Gucci Memoria installed
- Gucci opened 'Gucci Memoria,' an immersive installation in a monastery that traces the brand’s 105‑year history through tapestries. - The exhibit uses tapestry-style visuals and historical artifacts to narrate Gucci’s evolution 'from hotel porter to global fame.' - The project reflects Milan Design Week’s trend of fashion houses using interiors and exhibits to extend brand storytelling. ( )
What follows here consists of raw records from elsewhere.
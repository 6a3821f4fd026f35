use kube::CustomResource;
use schemars::JsonSchema;
use serde::{Deserialize, Serialize};

use super::schema::TableSchema;
use super::{spec_fingerprint, ResourcePhase, SeedData};

#[derive(CustomResource, Debug, Clone, Serialize, Deserialize, PartialEq, JsonSchema)]
#[kube(
    group = "schemas.schemahero.io",
    version = "v1alpha4",
    kind = "Table",
    plural = "tables",
    namespaced,
    status = "TableStatus",
    printcolumn = r#"{"name":"Table","type":"string","jsonPath":".spec.name"}"#,
    printcolumn = r#"{"name":"Database","type":"string","jsonPath":".spec.database"}"#,
    printcolumn = r#"{"name":"Phase","type":"string","jsonPath":".status.phase"}"#
)]
#[serde(rename_all = "camelCase")]
pub struct TableSpec {
    /// Database resource name, same namespace.
    pub database: String,
    /// Table name in the database.
    pub name: String,
    pub schema: TableSchema,
    #[serde(default, skip_serializing_if = "Option::is_none")]
    pub seed_data: Option<SeedData>,
}

#[derive(Debug, Clone, Default, PartialEq, Serialize, Deserialize, JsonSchema)]
#[serde(rename_all = "camelCase")]
pub struct TableStatus {
    /// Fingerprint of the last spec a plan was produced for.
    #[serde(
        rename = "lastPlannedTableSpecSHA",
        default,
        skip_serializing_if = "Option::is_none"
    )]
    pub last_planned_spec_sha: Option<String>,
    #[serde(default, skip_serializing_if = "Option::is_none")]
    pub phase: Option<ResourcePhase>,
    #[serde(default)]
    pub planned_at: i64,
    #[serde(default)]
    pub approved_at: i64,
    #[serde(default)]
    pub applied_at: i64,
    #[serde(default, skip_serializing_if = "Option::is_none")]
    pub message: Option<String>,
}

impl Table {
    pub fn spec_sha(&self) -> String {
        spec_fingerprint(&self.spec)
    }
}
Gucci has opened “Gucci Memoria,” a public installation at Milan Design Week that turns the brand’s 105-year history into a walk-through tapestry show. (gucci.com) The exhibition is running April 21-26, 2026 at the Chiostri di San Simpliciano in Milan, a historic cloister complex in the Brera district, with entry by registration. (milandesignweek.org) Gucci said the project was curated by Demna and includes immersive installations, tapestries, and a “Flora Garden,” linking the display to the house’s archive and its long-running floral motif. (gucci.com) Brera Design District said the exhibition retraces Gucci’s history while staying tied to its Florentine roots, using references to the Italian Renaissance and Demna’s debut “Primavera” show for the house. (breradesigndistrict.it) The timing matters for Gucci because this is one of Demna’s first public cultural projects for the brand after his debut runway presentation during Milan Fashion Week in February 2026. (gucci.com) It also fits a wider Milan Design Week pattern in which fashion labels use Fuorisalone installations, not just furniture launches or retail events, to stage brand history inside churches, courtyards, and palazzi across the city. (msn.com) Surface reported that “Memoria” is Demna’s first exhibition for Gucci and that the show condenses the house’s history into 12 tapestries arranged as a sequential visual narrative. (surfacemag.com) Fuorisalone’s event listing describes the project as a “symbolic retelling” of Gucci’s 105 years, presented inside San Simpliciano’s cloisters rather than in a boutique or museum wing. (fuorisalone.it) That setting pushes Gucci further into the exhibition format it has used around Milan in recent years, where the house treats design week as a stage for interiors, archive pieces, and image-making alongside product. (hubemag.com) For visitors this week, the result is less a conventional fashion display than a branded historical route through a monastery courtyard, with Gucci’s past rendered in textile form. (breradesigndistrict.it)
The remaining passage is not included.